In the next few nightmare weeks, a terrible parade of pork, lard and assorted viscera slithered across my doorstep. Rice rings and other competing sausages fat with gristle and giblets; a calf's brain stew; and a soup made of duck's blood punctuated with prunes and a healthy dollop of sour cream.
On the day I felt my piteous arteries thumping hard in my arms and chest, I knew I must put a stop to the madness of Meat Month.
Terrified, I ate nothing but lettuce and grapefruit for weeks on end. I took my medication religiously. I kicked up my walking gait and jaunted in a power stride toward my heart-healthy future.
It was all starting to happen for me now.
My long-suffering wife, having noticed my valiant anti-lipid initiative, convinced me a minor culinary reward might be in order, and sensing my gnawing gastronomic desperation, she whipped up one of my favorites --- a savory dish called Shrimp de Jonghe.

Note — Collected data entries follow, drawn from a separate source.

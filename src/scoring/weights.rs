// Copyright 2025-present Harīṣh Tummalachērla
// SPDX-License-Identifier: Apache-2.0

//! Every tunable number in ranking, in one place.
//!
//! The defaults reproduce the tuned production values. They were found by
//! looking at real queries, not derived, so they are exposed as configuration
//! rather than baked into the scorer. A JSON file may override any subset:
//!
//! ```json
//! { "weights": { "name_exact": 120 }, "threshold": { "long_query_ratio": 0.3 } }
//! ```
//!
//! # Field hierarchy
//!
//! | Field        | Primary hit        | Synonym hit |
//! |--------------|--------------------|-------------|
//! | Name         | 100 / 80 / 60      | 25          |
//! | Offer text   | 45                 | 20          |
//! | Category     | 40                 | 20          |
//! | Subcategory  | 35                 | 18          |
//! | Tag          | 35 / 30 / 25       | 15          |
//! | Description  | 10                 | 5           |
//!
//! Name fuzzy bonuses are `floor(similarity × 50)` for the whole name and
//! `floor(similarity × 55)` for the best single word, together never more
//! than `name_fuzzy_cap` (55).
//!
//! No single weight may exceed [`MAX_WEIGHT`].

use crate::error::{read_json, Error, Result};
use crate::fuzzy::FuzzyMatcher;
use serde::{Deserialize, Serialize};
use std::path::Path;
use std::sync::LazyLock;

static DEFAULT_CONFIG: LazyLock<RankingConfig> = LazyLock::new(RankingConfig::default);

/// Upper bound for any single field weight.
pub const MAX_WEIGHT: u32 = 10_000;

/// Points awarded per field and match kind.
#[derive(Debug, Clone, Copy, PartialEq, Eq, Serialize, Deserialize)]
#[serde(default)]
pub struct FieldWeights {
    pub name_exact: u32,
    pub name_prefix: u32,
    pub name_contains: u32,
    /// Multiplier for whole-name fuzzy similarity.
    pub name_fuzzy_whole: u32,
    /// Multiplier for best-word fuzzy similarity.
    pub name_fuzzy_word: u32,
    /// Ceiling on the two fuzzy bonuses combined.
    pub name_fuzzy_cap: u32,
    pub name_synonym: u32,
    pub offer_contains: u32,
    pub offer_synonym: u32,
    pub category_contains: u32,
    pub category_synonym: u32,
    pub subcategory_contains: u32,
    pub subcategory_synonym: u32,
    pub tag_exact: u32,
    pub tag_contains: u32,
    /// Tag appears in the query as a whole word.
    pub tag_in_query: u32,
    pub tag_synonym: u32,
    pub description_contains: u32,
    pub description_synonym: u32,
}

impl FieldWeights {
    /// Every weight with its config key.
    pub fn entries(&self) -> [(&'static str, u32); 19] {
        [
            ("name_exact", self.name_exact),
            ("name_prefix", self.name_prefix),
            ("name_contains", self.name_contains),
            ("name_fuzzy_whole", self.name_fuzzy_whole),
            ("name_fuzzy_word", self.name_fuzzy_word),
            ("name_fuzzy_cap", self.name_fuzzy_cap),
            ("name_synonym", self.name_synonym),
            ("offer_contains", self.offer_contains),
            ("offer_synonym", self.offer_synonym),
            ("category_contains", self.category_contains),
            ("category_synonym", self.category_synonym),
            ("subcategory_contains", self.subcategory_contains),
            ("subcategory_synonym", self.subcategory_synonym),
            ("tag_exact", self.tag_exact),
            ("tag_contains", self.tag_contains),
            ("tag_in_query", self.tag_in_query),
            ("tag_synonym", self.tag_synonym),
            ("description_contains", self.description_contains),
            ("description_synonym", self.description_synonym),
        ]
    }
}

impl Default for FieldWeights {
    fn default() -> Self {
        Self {
            name_exact: 100,
            name_prefix: 80,
            name_contains: 60,
            name_fuzzy_whole: 50,
            name_fuzzy_word: 55,
            name_fuzzy_cap: 55,
            name_synonym: 25,
            offer_contains: 45,
            offer_synonym: 20,
            category_contains: 40,
            category_synonym: 20,
            subcategory_contains: 35,
            subcategory_synonym: 18,
            tag_exact: 35,
            tag_contains: 30,
            tag_in_query: 25,
            tag_synonym: 15,
            description_contains: 10,
            description_synonym: 5,
        }
    }
}

/// Dynamic cutoff relative to the best score in a result set.
#[derive(Debug, Clone, Copy, PartialEq, Serialize, Deserialize)]
#[serde(default)]
pub struct RelevanceThreshold {
    /// Ratio for queries shorter than `short_query_chars`.
    pub short_query_ratio: f64,
    pub long_query_ratio: f64,
    pub short_query_chars: usize,
}

impl Default for RelevanceThreshold {
    fn default() -> Self {
        Self {
            short_query_ratio: 0.10,
            long_query_ratio: 0.25,
            short_query_chars: 3,
        }
    }
}

impl RelevanceThreshold {
    /// Short queries are broad by nature, so they keep more of the tail.
    pub fn ratio_for(&self, primary: &str) -> f64 {
        if primary.chars().count() < self.short_query_chars {
            self.short_query_ratio
        } else {
            self.long_query_ratio
        }
    }
}

/// Everything the scorer and ranker need besides the synonym dictionary.
#[derive(Debug, Clone, Copy, PartialEq, Default, Serialize, Deserialize)]
#[serde(default)]
pub struct RankingConfig {
    pub weights: FieldWeights,
    pub fuzzy: FuzzyMatcher,
    pub threshold: RelevanceThreshold,
}

impl RankingConfig {
    /// Shared instance of the defaults.
    pub fn default_ref() -> &'static RankingConfig {
        &DEFAULT_CONFIG
    }

    /// Parse a (possibly partial) JSON override and validate it.
    pub fn from_json_str(json: &str) -> Result<Self> {
        let config: RankingConfig = serde_json::from_str(json)?;
        config.validate()?;
        Ok(config)
    }

    pub fn from_json_file(path: &Path) -> Result<Self> {
        let config: RankingConfig = read_json(path)?;
        config.validate()?;
        tracing::debug!(path = %path.display(), "loaded ranking config");
        Ok(config)
    }

    /// Reject values that would break the ranking guarantees.
    ///
    /// Exact beats prefix beats contains, and the fuzzy cap stays below the
    /// contains tier. Weights stay under [`MAX_WEIGHT`]; ratios and
    /// similarities stay in range.
    pub fn validate(&self) -> Result<()> {
        let w = &self.weights;
        if let Some((key, value)) = w.entries().into_iter().find(|(_, value)| *value > MAX_WEIGHT) {
            return Err(invalid(format!(
                "{} must be at most {}, got {}",
                key, MAX_WEIGHT, value
            )));
        }
        if !(w.name_exact > w.name_prefix && w.name_prefix > w.name_contains) {
            return Err(invalid(format!(
                "name weights must satisfy exact > prefix > contains (got {} / {} / {})",
                w.name_exact, w.name_prefix, w.name_contains
            )));
        }
        if w.name_fuzzy_cap >= w.name_contains {
            return Err(invalid(format!(
                "name_fuzzy_cap ({}) must stay below name_contains ({})",
                w.name_fuzzy_cap, w.name_contains
            )));
        }

        let t = &self.threshold;
        for (label, ratio) in [
            ("short_query_ratio", t.short_query_ratio),
            ("long_query_ratio", t.long_query_ratio),
        ] {
            if !(0.0..=1.0).contains(&ratio) {
                return Err(invalid(format!("{} must be within [0, 1], got {}", label, ratio)));
            }
        }

        let f = &self.fuzzy;
        if !(0.0..1.0).contains(&f.min_similarity) {
            return Err(invalid(format!(
                "min_similarity must be within [0, 1), got {}",
                f.min_similarity
            )));
        }
        if !(f.substring_similarity > 0.0 && f.substring_similarity <= 1.0) {
            return Err(invalid(format!(
                "substring_similarity must be within (0, 1], got {}",
                f.substring_similarity
            )));
        }

        Ok(())
    }
}

fn invalid(message: String) -> Error {
    Error::InvalidConfig { message }
}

I came bounding in my bungalow that night to be greeted by my daughter, who sported a new toothless grin.
"Lost a tooth, daddy!" she radiated, "...and I know about the Tooth Fairy thing. Just leave a check under my pillow." And she was off on her banana bike to check her bank balance at the ATM.
I sat down, ready at long last to tear into some real food.
"I'm throwing the rest of the kosconya out," chirped my wife, "it's drying up."
"Mmm-hmm," I burbled, a forkful of shrimp now just inches from my gullet.
"...and I'm freezing all that other weird meat until you figure out what to do with it."
"Mmm-hmm," I said, the fork closing in.
"And the tooth your daughter just lost, umm, I put it on the cutting board and now I can't find it. So be careful chewing the de Jonghe."